What is being asked: Find the string "boom" in the material. Copy every line that has it.
---+---
use serde_json::Value;
use thiserror::Error;

/// Outcome of a failed request, handed to callers as a value.
///
/// Cloneable so one failure can be observed by every subscriber of a query.
#[derive(Debug, Clone, PartialEq, Error)]
pub enum ApiError {
    /// The server answered with a non-2xx status.
    #[error("request failed with status {status}: {}", message_of(.data))]
    Http { status: u16, data: Value },
    /// No response was received.
    #[error("network error: {0}")]
    Fetch(String),
    /// The response body could not be decoded.
    #[error("failed to parse response: {0}")]
    Parse(String),
    /// The request could not be built.
    #[error("invalid request: {0}")]
    Request(String),
}

impl ApiError {
    pub fn http(status: u16, data: Value) -> Self {
        Self::Http { status, data }
    }

    pub fn request(message: impl Into<String>) -> Self {
        Self::Request(message.into())
    }

    /// HTTP status, when the server answered.
    pub fn status(&self) -> Option<u16> {
        match self {
            Self::Http { status, .. } => Some(*status),
            _ => None,
        }
    }

    /// Human-readable message suitable for a toast or inline error.
    pub fn message(&self) -> String {
        match self {
            Self::Http { data, .. } => message_of(data),
            Self::Fetch(message) | Self::Parse(message) | Self::Request(message) => message.clone(),
        }
    }

    pub fn is_unauthorized(&self) -> bool {
        matches!(self.status(), Some(401 | 403))
    }

    /// Transient failures that an idempotent request may retry.
    pub fn is_retryable(&self) -> bool {
        match self {
            Self::Fetch(_) => true,
            Self::Http { status, .. } => *status >= 500,
            Self::Parse(_) | Self::Request(_) => false,
        }
    }
}

fn message_of(data: &Value) -> String {
    match data.get("message").and_then(Value::as_str) {
        Some(message) => message.to_string(),
        None => data.to_string(),
    }
}

#[cfg(test)]
mod tests {
    use serde_json::json;

    use super::*;

    #[test]
    fn message_prefers_server_message() {
        let err = ApiError::http(422, json!({"message": "title is required"}));
        assert_eq!(err.message(), "title is required");
        assert_eq!(
            err.to_string(),
            "request failed with status 422: title is required"
        );
    }

    #[test]
    fn message_falls_back_to_raw_body() {
        let err = ApiError::http(500, json!({"error": "boom"}));
        assert_eq!(err.message(), r#"{"error":"boom"}"#);
    }

    #[test]
    fn retry_classification() {
        assert!(ApiError::Fetch("connection reset".into()).is_retryable());
        assert!(ApiError::http(503, Value::Null).is_retryable());
        assert!(!ApiError::http(404, Value::Null).is_retryable());
        assert!(!ApiError::Parse("eof".into()).is_retryable());
    }

    #[test]
    fn auth_failures_are_plain_http_errors() {
        let err = ApiError::http(401, json!({"message": "token expired"}));
        assert!(err.is_unauthorized());
        assert_eq!(err.status(), Some(401));
    }
}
---+---
Response for this exercise:
        let err = ApiError::http(500, json!({"error": "boom"}));
        assert_eq!(err.message(), r#"{"error":"boom"}"#);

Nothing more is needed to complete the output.